* **What is being asked**: Make an exact copy of the entries below.

Start of Extracted entries

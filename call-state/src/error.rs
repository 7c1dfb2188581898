/// Why [`CallController::call`](crate::CallController::call) produced no
/// value.
///
/// The error returned by the call function itself is never carried here; it
/// is recorded in the call state and passed to the error callback.
#[derive(Debug, Clone, Copy, PartialEq, Eq, thiserror::Error)]
pub enum CallError {
    /// The call function failed. Its error is in the state.
    #[error("call failed, see call state for the error")]
    Failed,
    /// Another invocation was still in flight and re-entrant calls are
    /// rejected.
    #[error("a call is already in progress")]
    InFlight,
}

End of Extracted entries

* **Exercise output**:
filename call-state/src/error.rs
repository 7c1dfb2188581898
/// Why [`CallController::call`](crate::CallController::call) produced no
/// value.
///
/// The error returned by the call function itself is never carried here; it
/// is recorded in the call state and passed to the error callback.
#[derive(Debug, Clone, Copy, PartialEq, Eq, thiserror::Error)]
pub enum CallError {
    /// The call function failed. Its error is in the state.
    #[error("call failed, see call state for the error")]
    Failed,
    /// Another invocation was still in flight and re-entrant calls are
    /// rejected.
    #[error("a call is already in progress")]
    InFlight,
}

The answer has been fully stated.